→ **WHAT YOU NEED TO DO**: Can you restate the lines of the entries below, word for word, from the first one through the line that includes "let level = config.log_level.trim().to_ascii_lowercase();"?

*** DATASET ENTRIES Section Begins ***

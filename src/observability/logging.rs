//! Structured logging.
//!
//! # Responsibilities
//! - Initialize the global `tracing` subscriber once, from the binary
//!
//! # Design Decisions
//! - `RUST_LOG` wins when set; otherwise the configured level applies to this
//!   crate and `tower_http`
//! - Library code only emits events; it never installs a subscriber

use tracing_subscriber::layer::SubscriberExt;
use tracing_subscriber::util::SubscriberInitExt;
use tracing_subscriber::EnvFilter;

use crate::config::ObservabilityConfig;

/// Directive used when `RUST_LOG` is not set.
pub fn default_directive(config: &ObservabilityConfig) -> String {
    let level = config.log_level.trim().to_ascii_lowercase();
    format!("waypoint={level},tower_http={level}")
}

/// Install the fmt subscriber. Returns an error if one is already installed.
pub fn init(config: &ObservabilityConfig) -> Result<(), tracing_subscriber::util::TryInitError> {
    let filter = EnvFilter::try_from_default_env().unwrap_or_else(|_| EnvFilter::new(default_directive(config)));

    tracing_subscriber::registry()
        .with(filter)
        .with(tracing_subscriber::fmt::layer())
        .try_init()
}
//! Routing subsystem.
//!
//! # Data Flow
//! ```text
//! Build (at startup):
//!     RouterBuilder (routes, filters, store, mounts)
//!     → filter.rs (resolve dependency graph, detect cycles)
//!     → chain.rs (resolve each route's expression)
//!     → pattern.rs (compile patterns to anchored regexes)
//!     → Freeze as immutable Router
//!
//! Dispatch (per request):
//!     path + RequestSources
//!     → router.rs (walk routes in registration order)
//!     → pattern.rs (match, extract params / remainder)
//!     → chain.rs (evaluate filters, commit results)
//!     → handler, or recurse into mounted Router
//!     → Return: Matched(Reply) or NoMatch
//! ```
//!
//! # Design Decisions
//! - Routes compiled at startup, immutable at runtime
//! - First match wins (registration order)
//! - Unknown filters and dependency cycles are build errors, never request errors
//! - Deterministic: same input always matches same route

pub mod builtin;
pub mod chain;
pub mod filter;
pub mod pattern;
pub mod router;

pub use builtin::{IS_AJAX, IS_DELETE, IS_GET, IS_POST, IS_PUT};
pub use chain::{is_truthy, FilterChain};
pub use filter::{Filter, FilterRef, FilterRegistry, FilterSet};
pub use pattern::{PathMatch, PathPattern};
pub use router::{MatchOutcome, Router, RouterBuilder};
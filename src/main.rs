//! Waypoint demo server.
//!
//! ```text
//!     Client Request
//!         → tower-http (request ID, trace, timeout)
//!         → http::request (RequestSources)
//!         → routing::Router (match → filters → handler | mount)
//!         → http::response (Reply → HTTP)
//!     Client Response
//! ```
//!
//! Routes served:
//! - `GET /`: greets the `X-User` header's user, or a stranger
//! - `GET /api/status`, `GET /api/echo/<word>`: ajax requests from a known user

use std::path::PathBuf;

use clap::Parser;
use serde_json::{json, Value};
use tokio::net::TcpListener;

use waypoint::config::{load_config, AppConfig};
use waypoint::observability::{logging, metrics};
use waypoint::{bind, from_fn, BoxError, ConfigurationError, HttpServer, Reply, RouterBuilder};

#[derive(Parser)]
#[command(name = "waypoint")]
#[command(about = "Route matching and filter-chain dispatch server", long_about = None)]
struct Cli {
    /// TOML configuration file.
    #[arg(short, long)]
    config: Option<PathBuf>,

    /// Override `listener.bind_address`.
    #[arg(short, long)]
    bind: Option<String>,
}

fn demo_app(config: &AppConfig) -> Result<RouterBuilder, ConfigurationError> {
    let mut app = RouterBuilder::new(&config.routing.base_path).with_store(config.store.clone());

    app.register_filter(
        "is:logged",
        &[],
        from_fn(|ctx| -> Result<Value, BoxError> {
            Ok(ctx.server().get("HTTP_X_USER").cloned().unwrap_or(Value::Null))
        }),
    )?;

    app.get(
        "/",
        "is:logged",
        bind(&["logged"], |args| {
            let user = args[0].as_str().unwrap_or("friend");
            Ok(Reply::text(format!("Hello, {user}!")))
        })?,
    )?;
    app.get("/", "", from_fn(|_ctx| Ok(Reply::text("Hello, stranger!"))))?;

    let mut api = RouterBuilder::default();
    api.get(
        "/status",
        "",
        bind(&["filter", "json"], |args| {
            let user = args[0].accessor().and_then(|filter| filter.get("logged").cloned());
            let json = args[1].json().unwrap_or_default();
            Ok(json.respond(&json!({ "status": "ok", "user": user }))?)
        })?,
    )?;
    api.get(
        "/echo/<word>",
        "",
        from_fn(|ctx| {
            let word = ctx.param().str("word").unwrap_or_default();
            Ok(Reply::json(json!({ "echo": word })))
        }),
    )?;
    app.mount("/api", "is:logged is:ajax", api)?;

    Ok(app)
}

#[tokio::main]
async fn main() -> Result<(), Box<dyn std::error::Error>> {
    let cli = Cli::parse();

    let mut config = match &cli.config {
        Some(path) => load_config(path)?,
        None => AppConfig::default(),
    };
    if let Some(bind) = cli.bind {
        config.listener.bind_address = bind;
    }

    logging::init(&config.observability)?;
    tracing::info!("waypoint v{} starting", env!("CARGO_PKG_VERSION"));
    tracing::info!(
        bind_address = %config.listener.bind_address,
        base_path = %config.routing.base_path,
        request_timeout_secs = config.timeouts.request_secs,
        "Configuration loaded"
    );

    if config.observability.metrics_enabled {
        match config.observability.metrics_address.parse() {
            Ok(addr) => metrics::init_metrics(addr)?,
            Err(_) => tracing::error!(
                metrics_address = %config.observability.metrics_address,
                "Failed to parse metrics address"
            ),
        }
    }

    let router = demo_app(&config)?.build()?;
    tracing::debug!(routes = ?router, "Routes compiled");

    let listener = TcpListener::bind(&config.listener.bind_address).await?;
    let server = HttpServer::new(config, router);
    server.run(listener).await?;

    tracing::info!("Shutdown complete");
    Ok(())
}
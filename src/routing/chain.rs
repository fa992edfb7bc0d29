//! Filter expressions and their evaluation.
//!
//! # Responsibilities
//! - Parse `"is:logged !is:ajax custom"` into an ordered list of filter uses
//! - Evaluate dependencies depth-first, then the filter itself
//! - Short-circuit on the first falsy result
//! - Commit produced values only when the whole chain passes
//!
//! # Design Decisions
//! - Tokens are whitespace separated; order of first occurrence is evaluation order
//! - Results are values, not booleans: a login filter may hand back the user
//! - A predicate's raw output is memoized per attempt by filter identity, so
//!   shared dependencies (and filters already passed by an enclosing router)
//!   run once, while a filter shadowing an ancestor's name still runs its own
//! - A predicate error aborts the dispatch; a falsy value only rejects the route

use serde_json::Value;

use crate::dispatch::{FilterResults, Scope};
use crate::error::{ConfigurationError, DispatchError};
use crate::routing::filter::{FilterRef, FilterSet};

/// One `[!]name` token of an expression.
#[derive(Debug, Clone, PartialEq, Eq)]
pub(crate) struct Token {
    pub(crate) name: String,
    pub(crate) negated: bool,
}

/// Split an expression into lowercase tokens, keeping the first occurrence of each name.
pub(crate) fn tokenize(expression: &str) -> Vec<Token> {
    let mut tokens: Vec<Token> = Vec::new();
    for raw in expression.split_whitespace() {
        let (negated, name) = match raw.strip_prefix('!') {
            Some(name) => (true, name),
            None => (false, raw),
        };
        if name.is_empty() {
            continue;
        }

        let name = name.to_lowercase();
        if tokens.iter().all(|token| token.name != name) {
            tokens.push(Token { name, negated });
        }
    }
    tokens
}

/// Falsy: `null`, `false`, zero, `""`, `[]`, `{}`.
pub fn is_truthy(value: &Value) -> bool {
    match value {
        Value::Null => false,
        Value::Bool(flag) => *flag,
        Value::Number(number) => number.as_f64().is_some_and(|n| n != 0.0),
        Value::String(text) => !text.is_empty(),
        Value::Array(items) => !items.is_empty(),
        Value::Object(fields) => !fields.is_empty(),
    }
}

/// A route's resolved filter expression.
#[derive(Debug, Clone, Default)]
pub struct FilterChain {
    expression: String,
    entries: Vec<FilterRef>,
}

impl FilterChain {
    pub fn resolve(expression: &str, filters: &FilterSet) -> Result<Self, ConfigurationError> {
        Ok(Self {
            expression: expression.trim().to_string(),
            entries: filters.resolve(expression)?,
        })
    }

    pub fn expression(&self) -> &str {
        &self.expression
    }

    pub fn entries(&self) -> &[FilterRef] {
        &self.entries
    }

    pub fn is_empty(&self) -> bool {
        self.entries.is_empty()
    }

    /// Run the chain. On success the produced values are merged into `results`;
    /// on rejection `results` is left untouched.
    pub fn evaluate(&self, scope: &Scope<'_>, results: &mut FilterResults) -> Result<bool, DispatchError> {
        if self.entries.is_empty() {
            return Ok(true);
        }

        let mut pending = results.clone();
        for entry in &self.entries {
            if !evaluate_entry(entry, scope, &mut pending)? {
                tracing::debug!(
                    filter = %entry.name(),
                    expression = %self.expression,
                    "Filter rejected route"
                );
                return Ok(false);
            }
        }

        *results = pending;
        Ok(true)
    }
}

fn evaluate_entry(entry: &FilterRef, scope: &Scope<'_>, pending: &mut FilterResults) -> Result<bool, DispatchError> {
    let filter = entry.filter();

    let raw = match pending.memoized(filter.id()).cloned() {
        Some(raw) => raw,
        None => {
            for dependency in filter.depends_on() {
                if !evaluate_entry(dependency, scope, pending)? {
                    return Ok(false);
                }
            }
            scope
                .invoke(filter.predicate(), pending)
                .map_err(|source| DispatchError::Filter {
                    filter: filter.name().to_string(),
                    source,
                })?
        }
    };

    let value = if entry.is_negated() {
        Value::Bool(!is_truthy(&raw))
    } else {
        raw.clone()
    };
    let passed = is_truthy(&value);
    pending.record(filter.id(), filter.name(), raw, value);
    Ok(passed)
}
//! Reply to HTTP response mapping.
//!
//! - `Empty` → `200` with no body
//! - `Text` / `Html` / `Json` → `200` with the matching content type
//! - `Redirect` → `302 Found` with `Location`
//! - no match → `404`, dispatch failure → `500`

use axum::http::{header, StatusCode};
use axum::response::{Html, IntoResponse, Response};
use axum::Json;

use crate::dispatch::Reply;

impl IntoResponse for Reply {
    fn into_response(self) -> Response {
        match self {
            Reply::Empty => StatusCode::OK.into_response(),
            Reply::Text(body) => body.into_response(),
            Reply::Html(body) => Html(body).into_response(),
            Reply::Json(value) => Json(value).into_response(),
            Reply::Redirect(location) => (StatusCode::FOUND, [(header::LOCATION, location)]).into_response(),
        }
    }
}

pub fn not_found() -> Response {
    (StatusCode::NOT_FOUND, "Not Found").into_response()
}

pub fn internal_error() -> Response {
    (StatusCode::INTERNAL_SERVER_ERROR, "Internal Server Error").into_response()
}

pub fn bad_request(reason: &'static str) -> Response {
    (StatusCode::BAD_REQUEST, reason).into_response()
}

*** DATASET ENTRIES Section Ends ***

→ **EXERCISE ANSWER**:
filename src/observability/logging.rs
//! Structured logging.
//!
//! # Responsibilities
//! - Initialize the global `tracing` subscriber once, from the binary
//!
//! # Design Decisions
//! - `RUST_LOG` wins when set; otherwise the configured level applies to this
//!   crate and `tower_http`
//! - Library code only emits events; it never installs a subscriber

use tracing_subscriber::layer::SubscriberExt;
use tracing_subscriber::util::SubscriberInitExt;
use tracing_subscriber::EnvFilter;

use crate::config::ObservabilityConfig;

/// Directive used when `RUST_LOG` is not set.
pub fn default_directive(config: &ObservabilityConfig) -> String {
    let level = config.log_level.trim().to_ascii_lowercase();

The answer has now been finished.